Read the listing below. Then repeat it exactly.

[Start of section]

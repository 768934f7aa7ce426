use chrono::NaiveDate;
use serde::{Deserialize, Serialize};

use crate::booking_types::BookingError;

/// An inclusive day-granularity interval. Values are date-only; wire
/// payloads deserialize straight into `NaiveDate`, so time-of-day and
/// timezone never enter the comparison.
#[derive(Debug, Clone, Copy, PartialEq, Eq, Serialize, Deserialize)]
pub struct DateRange {
    /// First day of the range
    #[serde(rename = "start_date")]
    pub start: NaiveDate,
    /// Last day of the range, inclusive
    #[serde(rename = "end_date")]
    pub end: NaiveDate,
}

impl DateRange {
    /// Builds a range, rejecting `start > end`. A single-day range
    /// (start == end) is valid.
    pub fn new(start: NaiveDate, end: NaiveDate) -> Result<Self, BookingError> {
        if start > end {
            return Err(BookingError::InvalidDateRange);
        }
        Ok(Self { start, end })
    }

    /// True when the two ranges share at least one calendar day.
    pub fn overlaps(&self, other: &DateRange) -> bool {
        self.start <= other.end && other.start <= self.end
    }

    /// True when `inner` lies entirely within this range.
    pub fn contains(&self, inner: &DateRange) -> bool {
        self.start <= inner.start && inner.end <= self.end
    }

    /// Iterates every day of the range, inclusive on both ends.
    pub fn days(self) -> impl Iterator<Item = NaiveDate> {
        std::iter::successors(Some(self.start), |d| d.succ_opt())
            .take_while(move |d| *d <= self.end)
    }
}

#[cfg(test)]
mod tests {
    use super::*;

    fn date(y: i32, m: u32, d: u32) -> NaiveDate {
        NaiveDate::from_ymd_opt(y, m, d).unwrap()
    }

    #[test]
    fn test_rejects_inverted_range() {
        let result = DateRange::new(date(2024, 6, 10), date(2024, 6, 5));
        assert!(matches!(result, Err(BookingError::InvalidDateRange)));
    }

    #[test]
    fn test_single_day_range_is_valid() {
        let range = DateRange::new(date(2024, 6, 5), date(2024, 6, 5)).unwrap();
        assert!(range.overlaps(&range));
        assert_eq!(range.days().count(), 1);
    }

    #[test]
    fn test_overlap_on_shared_day() {
        let a = DateRange::new(date(2024, 6, 5), date(2024, 6, 10)).unwrap();
        let b = DateRange::new(date(2024, 6, 8), date(2024, 6, 15)).unwrap();

        assert!(a.overlaps(&b));
        assert!(b.overlaps(&a));
    }

    #[test]
    fn test_overlap_on_touching_endpoints() {
        let a = DateRange::new(date(2024, 6, 5), date(2024, 6, 10)).unwrap();
        let b = DateRange::new(date(2024, 6, 10), date(2024, 6, 12)).unwrap();

        // Inclusive ranges sharing a single endpoint day do overlap.
        assert!(a.overlaps(&b));
    }

    #[test]
    fn test_disjoint_ranges_do_not_overlap() {
        let a = DateRange::new(date(2024, 6, 5), date(2024, 6, 10)).unwrap();
        let b = DateRange::new(date(2024, 6, 11), date(2024, 6, 15)).unwrap();

        assert!(!a.overlaps(&b));
        assert!(!b.overlaps(&a));
    }

    #[test]
    fn test_containment() {
        let window = DateRange::new(date(2024, 6, 1), date(2024, 6, 30)).unwrap();
        let inside = DateRange::new(date(2024, 6, 5), date(2024, 6, 10)).unwrap();
        let past_end = DateRange::new(date(2024, 6, 29), date(2024, 7, 2)).unwrap();

        assert!(window.contains(&inside));
        assert!(window.contains(&window));
        assert!(!window.contains(&past_end));
    }

    #[test]
    fn test_days_spans_month_boundary() {
        let range = DateRange::new(date(2024, 6, 29), date(2024, 7, 2)).unwrap();
        let days: Vec<NaiveDate> = range.days().collect();

        assert_eq!(days.len(), 4);
        assert_eq!(days[0], date(2024, 6, 29));
        assert_eq!(days[3], date(2024, 7, 2));
    }
}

[End of section]

• **SOLVED EXERCISE**:
repository 768934f7aa7ce426
use chrono::NaiveDate;
use serde::{Deserialize, Serialize};

use crate::booking_types::BookingError;

/// An inclusive day-granularity interval. Values are date-only; wire
/// payloads deserialize straight into `NaiveDate`, so time-of-day and
/// timezone never enter the comparison.
#[derive(Debug, Clone, Copy, PartialEq, Eq, Serialize, Deserialize)]
pub struct DateRange {
    /// First day of the range
    #[serde(rename = "start_date")]
    pub start: NaiveDate,
    /// Last day of the range, inclusive
    #[serde(rename = "end_date")]
    pub end: NaiveDate,
}

impl DateRange {
    /// Builds a range, rejecting `start > end`. A single-day range
    /// (start == end) is valid.
    pub fn new(start: NaiveDate, end: NaiveDate) -> Result<Self, BookingError> {
        if start > end {
            return Err(BookingError::InvalidDateRange);
        }
        Ok(Self { start, end })
    }

    /// True when the two ranges share at least one calendar day.
    pub fn overlaps(&self, other: &DateRange) -> bool {
        self.start <= other.end && other.start <= self.end
    }

    /// True when `inner` lies entirely within this range.
    pub fn contains(&self, inner: &DateRange) -> bool {
        self.start <= inner.start && inner.end <= self.end
    }

    /// Iterates every day of the range, inclusive on both ends.
    pub fn days(self) -> impl Iterator<Item = NaiveDate> {
        std::iter::successors(Some(self.start), |d| d.succ_opt())
            .take_while(move |d| *d <= self.end)
    }
}

#[cfg(test)]
mod tests {
    use super::*;

    fn date(y: i32, m: u32, d: u32) -> NaiveDate {
        NaiveDate::from_ymd_opt(y, m, d).unwrap()
    }

    #[test]
    fn test_rejects_inverted_range() {
        let result = DateRange::new(date(2024, 6, 10), date(2024, 6, 5));
        assert!(matches!(result, Err(BookingError::InvalidDateRange)));
    }

    #[test]
    fn test_single_day_range_is_valid() {
        let range = DateRange::new(date(2024, 6, 5), date(2024, 6, 5)).unwrap();
        assert!(range.overlaps(&range));
        assert_eq!(range.days().count(), 1);
    }

    #[test]
    fn test_overlap_on_shared_day() {
        let a = DateRange::new(date(2024, 6, 5), date(2024, 6, 10)).unwrap();
        let b = DateRange::new(date(2024, 6, 8), date(2024, 6, 15)).unwrap();

        assert!(a.overlaps(&b));
        assert!(b.overlaps(&a));
    }

    #[test]
    fn test_overlap_on_touching_endpoints() {
        let a = DateRange::new(date(2024, 6, 5), date(2024, 6, 10)).unwrap();
        let b = DateRange::new(date(2024, 6, 10), date(2024, 6, 12)).unwrap();

        // Inclusive ranges sharing a single endpoint day do overlap.
        assert!(a.overlaps(&b));
    }

    #[test]
    fn test_disjoint_ranges_do_not_overlap() {
        let a = DateRange::new(date(2024, 6, 5), date(2024, 6, 10)).unwrap();
        let b = DateRange::new(date(2024, 6, 11), date(2024, 6, 15)).unwrap();

        assert!(!a.overlaps(&b));
        assert!(!b.overlaps(&a));
    }

    #[test]
    fn test_containment() {
        let window = DateRange::new(date(2024, 6, 1), date(2024, 6, 30)).unwrap();
        let inside = DateRange::new(date(2024, 6, 5), date(2024, 6, 10)).unwrap();
        let past_end = DateRange::new(date(2024, 6, 29), date(2024, 7, 2)).unwrap();

        assert!(window.contains(&inside));
        assert!(window.contains(&window));
        assert!(!window.contains(&past_end));
    }

    #[test]
    fn test_days_spans_month_boundary() {
        let range = DateRange::new(date(2024, 6, 29), date(2024, 7, 2)).unwrap();
        let days: Vec<NaiveDate> = range.days().collect();

        assert_eq!(days.len(), 4);
        assert_eq!(days[0], date(2024, 6, 29));
        assert_eq!(days[3], date(2024, 7, 2));
    }
}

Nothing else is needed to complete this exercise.